There are a lot of things to do around here, but I am thus far sticking to my intention to move slowly into and through this winter season. I’m doing things but in a slower way, and often choosing not to do a thing because I know it will start the wheel turning for me toward a faster pace of life. 

Last week, before the cold and after the good rain we finally got, I mulched the leaves in the back pasture and seeded it, and overseeded the grass paddock and both barnyards. That was a joyful thing for me, as the repetition of patterns puts me into a sort of trance state which seems to reboot something for me.

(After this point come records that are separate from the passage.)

impl<'a> PageMut<'a> {
    /// Creates a mutable view over a page buffer.
    ///
    /// # Panics
    ///
    /// Panics if the buffer is not exactly `PAGE_SIZE` bytes.
    #[inline]
    pub fn new(data: &'a mut [u8]) -> Self {
        assert_eq!(data.len(), PAGE_SIZE, "page buffer must be PAGE_SIZE bytes");
        Self { data }
    }

    /// Returns a read-only view of this page.
    #[inline]
    pub fn as_page(&self) -> Page<'_> {
        Page::new(self.data)
    }

    /// Initializes an empty page whose keys will satisfy
    /// `lower <= key < upper`. An empty `upper` means unbounded above.
    pub fn initialize(&mut self, lower: &[u8], upper: &[u8]) {
        self.data.fill(0);
        write_u16(self.data, OFF_MAGIC, PAGE_MAGIC);
        write_u16(self.data, OFF_LOWER_LEN, lower.len() as u16);
        write_u16(self.data, OFF_UPPER_LEN, upper.len() as u16);
        write_u16(self.data, OFF_HEAP_START, PAGE_SIZE as u16);
        self.data[OFF_OVERFLOW..OFF_OVERFLOW + 8].copy_from_slice(&NO_OVERFLOW.to_le_bytes());
        let fences = PAGE_HEADER_SIZE;
        self.data[fences..fences + lower.len()].copy_from_slice(lower);
        self.data[fences + lower.len()..fences + lower.len() + upper.len()].copy_from_slice(upper);
    }

    /// Inserts a record, or updates it if the key already exists.
    ///
    /// Returns [`LineaError::PageFull`] when the page cannot hold the
    /// record.
    pub fn put(&mut self, key: &[u8], value: &[u8]) -> LineaResult<()> {
        let (slot, existing) = {
            let page = self.as_page();
            debug_assert!(
                key.starts_with(page.key_prefix()),
                "key does not share the page prefix"
            );
            match page.find_slot(key) {
                Ok(slot) => (slot, true),
                Err(slot) => (slot, false),
            }
        };

        if existing {
            if self.try_update_in_place(slot, value) {
                return Ok(());
            }
            // The new value is larger than the old entry. Retire the slot
            // and re-insert; the old heap space is reclaimed at the next
            // rebuild of this page.
            self.remove_slot(slot);
        }
        self.insert_at(slot, key, value)
    }

    /// Updates a record in place when it exists and the new value fits;
    /// removes it otherwise so a later page in the chain can take the
    /// write. Returns true if the record was updated here.
    pub fn update_or_remove(&mut self, key: &[u8], value: &[u8]) -> bool {
        let slot = match self.as_page().find_slot(key) {
            Ok(slot) => slot,
            Err(_) => return false,
        };
        if self.try_update_in_place(slot, value) {
            return true;
        }
        self.remove_slot(slot);
        false
    }

    /// Removes a record. Returns true if the key was present.
    pub fn delete(&mut self, key: &[u8]) -> bool {
        match self.as_page().find_slot(key) {
            Ok(slot) => {
                self.remove_slot(slot);
                true
            }
            Err(_) => false,
        }
    }

    /// Points this page at an overflow page.
    pub fn set_overflow(&mut self, id: u64) {
        debug_assert_ne!(id, NO_OVERFLOW);
        self.data[OFF_OVERFLOW..OFF_OVERFLOW + 8].copy_from_slice(&id.to_le_bytes());
    }

    /// Clears the overflow reference.
    pub fn clear_overflow(&mut self) {
        self.data[OFF_OVERFLOW..OFF_OVERFLOW + 8].copy_from_slice(&NO_OVERFLOW.to_le_bytes());
    }

    /// Writes the model line into the page header.
    pub fn set_model(&mut self, model: &Line) {
        self.data[OFF_FLAGS] |= FLAG_HAS_MODEL;
        model.encode(&mut self.data[OFF_MODEL..OFF_MODEL + Line::ENCODED_SIZE]);
    }

    /// Stamps the segment-level sequence number.
    pub fn set_sequence_number(&mut self, sequence: u32) {
        self.data[OFF_SEQUENCE..OFF_SEQUENCE + 4].copy_from_slice(&sequence.to_le_bytes());
    }

    /// Computes and stores the page checksum. Call after all other
    /// modifications are complete.
    pub fn update_checksum(&mut self) {
        let checksum = compute_page_checksum(self.data);
        self.data[CHECKSUM_OFFSET..CHECKSUM_OFFSET + 4].copy_from_slice(&checksum.to_le_bytes());
    }

    /// Overwrites the value of `slot` in place when the new value fits in
    /// the existing entry.
    fn try_update_in_place(&mut self, slot: usize, value: &[u8]) -> bool {
        let (offset, suffix_len, value_len) = {
            let page = self.as_page();
            let offset = page.entry_offset(slot);
            (
                offset,
                read_u16(self.data, offset) as usize,
                read_u16(self.data, offset + 2) as usize,
            )
        };
        if value.len() > value_len {
            return false;
        }
        let value_start = offset + RECORD_HEADER_SIZE + suffix_len;
        self.data[value_start..value_start + value.len()].copy_from_slice(value);
        write_u16(self.data, offset + 2, value.len() as u16);
        true
    }

    /// Removes the slot at `slot`, shifting later slots down. Heap space is
    /// not reclaimed.
    fn remove_slot(&mut self, slot: usize) {
        let count = self.as_page().record_count();
        let slots_start = self.as_page().slots_start();
        let from = slots_start + (slot + 1) * SLOT_SIZE;
        let to = slots_start + count * SLOT_SIZE;
        self.data.copy_within(from..to, slots_start + slot * SLOT_SIZE);
        write_u16(self.data, OFF_SLOT_COUNT, (count - 1) as u16);
    }

    /// Inserts a fresh entry for `key` at slot position `slot`.
    fn insert_at(&mut self, slot: usize, key: &[u8], value: &[u8]) -> LineaResult<()> {
        let (prefix_len, count, slots_start, heap_start, free) = {
            let page = self.as_page();
            (
                page.key_prefix().len(),
                page.record_count(),
                page.slots_start(),
                read_u16(self.data, OFF_HEAP_START) as usize,
                page.free_space(),
            )
        };
        let suffix = &key[prefix_len..];
        let entry_size = RECORD_HEADER_SIZE + suffix.len() + value.len();
        if free < entry_size + SLOT_SIZE {
            return Err(LineaError::PageFull {
                record_size: entry_size,
                free_space: free,
            });
        }

        // Write the entry at the new top of the heap.
        let offset = heap_start - entry_size;
        write_u16(self.data, offset, suffix.len() as u16);
        write_u16(self.data, offset + 2, value.len() as u16);
        self.data[offset + RECORD_HEADER_SIZE..offset + RECORD_HEADER_SIZE + suffix.len()]
            .copy_from_slice(suffix);
        self.data[offset + RECORD_HEADER_SIZE + suffix.len()..offset + entry_size]
            .copy_from_slice(value);
        write_u16(self.data, OFF_HEAP_START, offset as u16);

        // Open a gap in the slot array and point it at the entry.
        let from = slots_start + slot * SLOT_SIZE;
        let to = slots_start + count * SLOT_SIZE;
        self.data.copy_within(from..to, from + SLOT_SIZE);
        write_u16(self.data, from, offset as u16);
        write_u16(self.data, OFF_SLOT_COUNT, (count + 1) as u16);
        Ok(())
    }
}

I was for awhile that day close to Salina and Keil Bay, and not long after I finished the task, I felt and saw Keil doing a fancy trot up the long stretch of front pasture, neck curved, head high, collected and powerful. He stays close when I need him, and he surprises me with gifts like this image, which is really his spirit moving around us. 

Today is writing day but I also broke my own rule and have one client scheduled, and then will head over to my mom’s - she was in the hospital for several days but home now and doing well. Over Thanksgiving a number of family members, including myself, had more minor illnesses, one Covid, one not Covid, another not Covid not strep, for me a mild UTI and possibly a kidney stone (!), so it’s good to be on the other side of that string of things. 

It’s almost December! Which feels impossible but also okay. 

2 comments:

Grey Horse Matters said...

That plant for the grave site sounds perfect! We're going between cold and warm up here. Today is was almost 50 but rainy. Yesterday it was cold enough to snow a bit, but it didn't stick.

Tuesday night they gave the special permit to the solar company. So we're bummed about that. But there's still some time to challenge the ruling. Which will be done. Can't believe it's almost Christmas and I haven't bought a thing or decorated either.

billie said...

A, I’m sorry about the solar permit. I hope you prevail in the challenge, as those big arrays do not belong where people live. There are places to put them where they can do their job without impacting people who have lived on and cared for land and property for many many years, as is true for you and your family.

Sending hopes for peaceful holiday time for you. Hugs to you and to J and good thoughts for your entire family!